◆ Your assignment:
Write the listing out again in full. Every character must match.

◆ Input:
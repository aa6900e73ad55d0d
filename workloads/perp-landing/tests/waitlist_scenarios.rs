//! End-to-end waitlist scenarios: visitor input through the form to the
//! rendered feedback.

use std::sync::{Arc, Mutex};

use async_trait::async_trait;
use perp_core::{
    PageConfig, SkipReason, StoreError, SubmissionPhase, SubmitOutcome, WaitlistEntry,
    WaitlistStore, FALLBACK_ERROR_MESSAGE, JOINED_MESSAGE,
};
use perp_landing::LandingSession;
use perp_observability::{LogLevel, SessionId, StructuredLogger};
use tokio::sync::Notify;

/// Store returning one fixed answer and counting the writes it saw.
struct FixedStore {
    reply: Result<(), StoreError>,
    writes: Mutex<Vec<String>>,
}

impl FixedStore {
    fn new(reply: Result<(), StoreError>) -> Arc<Self> {
        Arc::new(Self {
            reply,
            writes: Mutex::new(Vec::new()),
        })
    }

    fn writes(&self) -> Vec<String> {
        self.writes.lock().unwrap().clone()
    }
}

#[async_trait]
impl WaitlistStore for FixedStore {
    async fn insert(&self, entry: &WaitlistEntry) -> Result<(), StoreError> {
        self.writes.lock().unwrap().push(entry.email.clone());
        self.reply.clone()
    }
}

/// Store that holds the write open until the test releases it.
struct SlowStore {
    entered: Notify,
    release: Notify,
}

#[async_trait]
impl WaitlistStore for SlowStore {
    async fn insert(&self, _entry: &WaitlistEntry) -> Result<(), StoreError> {
        self.entered.notify_one();
        self.release.notified().await;
        Ok(())
    }
}

fn session(store: Arc<dyn WaitlistStore>) -> LandingSession {
    LandingSession::new(PageConfig::default(), store)
}

#[tokio::test]
async fn test_visitor_joins_waitlist() {
    let store = FixedStore::new(Ok(()));
    let page = session(store.clone());

    page.type_email("a@b.com");
    let outcome = page.click_submit().await;

    assert_eq!(outcome, SubmitOutcome::Joined);
    let html = page.render_waitlist();
    assert!(html.contains(JOINED_MESSAGE));
    assert!(html.contains(r#"value="""#));
    assert_eq!(store.writes(), vec!["a@b.com"]);
}

#[tokio::test]
async fn test_joined_visitor_can_submit_another_address() {
    let store = FixedStore::new(Ok(()));
    let page = session(store.clone());

    page.type_email("a@b.com");
    page.click_submit().await;
    assert!(!page.render_waitlist().contains("disabled"));

    page.type_email("c@d.com");
    assert_eq!(page.click_submit().await, SubmitOutcome::Joined);
    assert_eq!(store.writes(), vec!["a@b.com", "c@d.com"]);
    assert!(page.render_waitlist().contains(JOINED_MESSAGE));
}

#[tokio::test]
async fn test_rejected_email_shows_store_message_and_keeps_input() {
    let store = FixedStore::new(Err(StoreError::rejected(409, "duplicate email")));
    let page = session(store);

    // Direct invocation, past the browser's required/email checks.
    page.type_email("bad");
    page.click_submit().await;

    let html = page.render_waitlist();
    assert!(html.contains(">duplicate email</p>"));
    assert!(html.contains(r#"value="bad""#));
    assert!(!html.contains(JOINED_MESSAGE));
    assert_eq!(page.form().phase(), SubmissionPhase::Failed);
}

#[tokio::test]
async fn test_silent_rejection_shows_fallback() {
    let store = FixedStore::new(Err(StoreError::Rejected {
        status: 500,
        message: None,
    }));
    let page = session(store);

    page.type_email("a@b.com");
    page.click_submit().await;

    assert!(page.render_waitlist().contains(FALLBACK_ERROR_MESSAGE));
}

#[tokio::test]
async fn test_button_disabled_while_joining() {
    let store = Arc::new(SlowStore {
        entered: Notify::new(),
        release: Notify::new(),
    });
    let page = Arc::new(session(store.clone()));
    page.type_email("a@b.com");

    let click = tokio::spawn({
        let page = page.clone();
        async move { page.click_submit().await }
    });
    store.entered.notified().await;

    let html = page.render_waitlist();
    assert!(html.contains("Joining..."));
    assert!(html.contains("<button type=\"submit\" disabled>"));
    assert_eq!(
        page.click_submit().await,
        SubmitOutcome::Skipped(SkipReason::InFlight)
    );

    store.release.notify_one();
    assert_eq!(click.await.unwrap(), SubmitOutcome::Joined);
    assert!(page.render_waitlist().contains(JOINED_MESSAGE));
}

#[tokio::test]
async fn test_failure_is_logged_for_the_session() {
    let (logger, logs) = StructuredLogger::capturing(SessionId::from_string("visitor-1"));
    let store = FixedStore::new(Err(StoreError::transport("connection refused")));
    let page = LandingSession::with_logger(PageConfig::default(), store, logger);

    page.type_email("a@b.com");
    page.click_submit().await;

    let errors = logs.at_level(LogLevel::Error);
    assert_eq!(errors.len(), 1);
    assert_eq!(errors[0].session_id, "visitor-1");
    assert_eq!(errors[0].component.as_deref(), Some("waitlist"));
    assert!(page.render().contains("connection refused"));
}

◆ Task solution:
repository aa6900e73ad55d0d
filename workloads/perp-landing/tests/waitlist_scenarios.rs
//! End-to-end waitlist scenarios: visitor input through the form to the
//! rendered feedback.

use std::sync::{Arc, Mutex};

use async_trait::async_trait;
use perp_core::{
    PageConfig, SkipReason, StoreError, SubmissionPhase, SubmitOutcome, WaitlistEntry,
    WaitlistStore, FALLBACK_ERROR_MESSAGE, JOINED_MESSAGE,
};
use perp_landing::LandingSession;
use perp_observability::{LogLevel, SessionId, StructuredLogger};
use tokio::sync::Notify;

/// Store returning one fixed answer and counting the writes it saw.
struct FixedStore {
    reply: Result<(), StoreError>,
    writes: Mutex<Vec<String>>,
}

impl FixedStore {
    fn new(reply: Result<(), StoreError>) -> Arc<Self> {
        Arc::new(Self {
            reply,
            writes: Mutex::new(Vec::new()),
        })
    }

    fn writes(&self) -> Vec<String> {
        self.writes.lock().unwrap().clone()
    }
}

#[async_trait]
impl WaitlistStore for FixedStore {
    async fn insert(&self, entry: &WaitlistEntry) -> Result<(), StoreError> {
        self.writes.lock().unwrap().push(entry.email.clone());
        self.reply.clone()
    }
}

/// Store that holds the write open until the test releases it.
struct SlowStore {
    entered: Notify,
    release: Notify,
}

#[async_trait]
impl WaitlistStore for SlowStore {
    async fn insert(&self, _entry: &WaitlistEntry) -> Result<(), StoreError> {
        self.entered.notify_one();
        self.release.notified().await;
        Ok(())
    }
}

fn session(store: Arc<dyn WaitlistStore>) -> LandingSession {
    LandingSession::new(PageConfig::default(), store)
}

#[tokio::test]
async fn test_visitor_joins_waitlist() {
    let store = FixedStore::new(Ok(()));
    let page = session(store.clone());

    page.type_email("a@b.com");
    let outcome = page.click_submit().await;

    assert_eq!(outcome, SubmitOutcome::Joined);
    let html = page.render_waitlist();
    assert!(html.contains(JOINED_MESSAGE));
    assert!(html.contains(r#"value="""#));
    assert_eq!(store.writes(), vec!["a@b.com"]);
}

#[tokio::test]
async fn test_joined_visitor_can_submit_another_address() {
    let store = FixedStore::new(Ok(()));
    let page = session(store.clone());

    page.type_email("a@b.com");
    page.click_submit().await;
    assert!(!page.render_waitlist().contains("disabled"));

    page.type_email("c@d.com");
    assert_eq!(page.click_submit().await, SubmitOutcome::Joined);
    assert_eq!(store.writes(), vec!["a@b.com", "c@d.com"]);
    assert!(page.render_waitlist().contains(JOINED_MESSAGE));
}

#[tokio::test]
async fn test_rejected_email_shows_store_message_and_keeps_input() {
    let store = FixedStore::new(Err(StoreError::rejected(409, "duplicate email")));
    let page = session(store);

    // Direct invocation, past the browser's required/email checks.
    page.type_email("bad");
    page.click_submit().await;

    let html = page.render_waitlist();
    assert!(html.contains(">duplicate email</p>"));
    assert!(html.contains(r#"value="bad""#));
    assert!(!html.contains(JOINED_MESSAGE));
    assert_eq!(page.form().phase(), SubmissionPhase::Failed);
}

#[tokio::test]
async fn test_silent_rejection_shows_fallback() {
    let store = FixedStore::new(Err(StoreError::Rejected {
        status: 500,
        message: None,
    }));
    let page = session(store);

    page.type_email("a@b.com");
    page.click_submit().await;

    assert!(page.render_waitlist().contains(FALLBACK_ERROR_MESSAGE));
}

#[tokio::test]
async fn test_button_disabled_while_joining() {
    let store = Arc::new(SlowStore {
        entered: Notify::new(),
        release: Notify::new(),
    });
    let page = Arc::new(session(store.clone()));
    page.type_email("a@b.com");

    let click = tokio::spawn({
        let page = page.clone();
        async move { page.click_submit().await }
    });
    store.entered.notified().await;

    let html = page.render_waitlist();
    assert!(html.contains("Joining..."));
    assert!(html.contains("<button type=\"submit\" disabled>"));
    assert_eq!(
        page.click_submit().await,
        SubmitOutcome::Skipped(SkipReason::InFlight)
    );

    store.release.notify_one();
    assert_eq!(click.await.unwrap(), SubmitOutcome::Joined);
    assert!(page.render_waitlist().contains(JOINED_MESSAGE));
}

#[tokio::test]
async fn test_failure_is_logged_for_the_session() {
    let (logger, logs) = StructuredLogger::capturing(SessionId::from_string("visitor-1"));
    let store = FixedStore::new(Err(StoreError::transport("connection refused")));
    let page = LandingSession::with_logger(PageConfig::default(), store, logger);

    page.type_email("a@b.com");
    page.click_submit().await;

    let errors = logs.at_level(LogLevel::Error);
    assert_eq!(errors.len(), 1);
    assert_eq!(errors[0].session_id, "visitor-1");
    assert_eq!(errors[0].component.as_deref(), Some("waitlist"));
    assert!(page.render().contains("connection refused"));
}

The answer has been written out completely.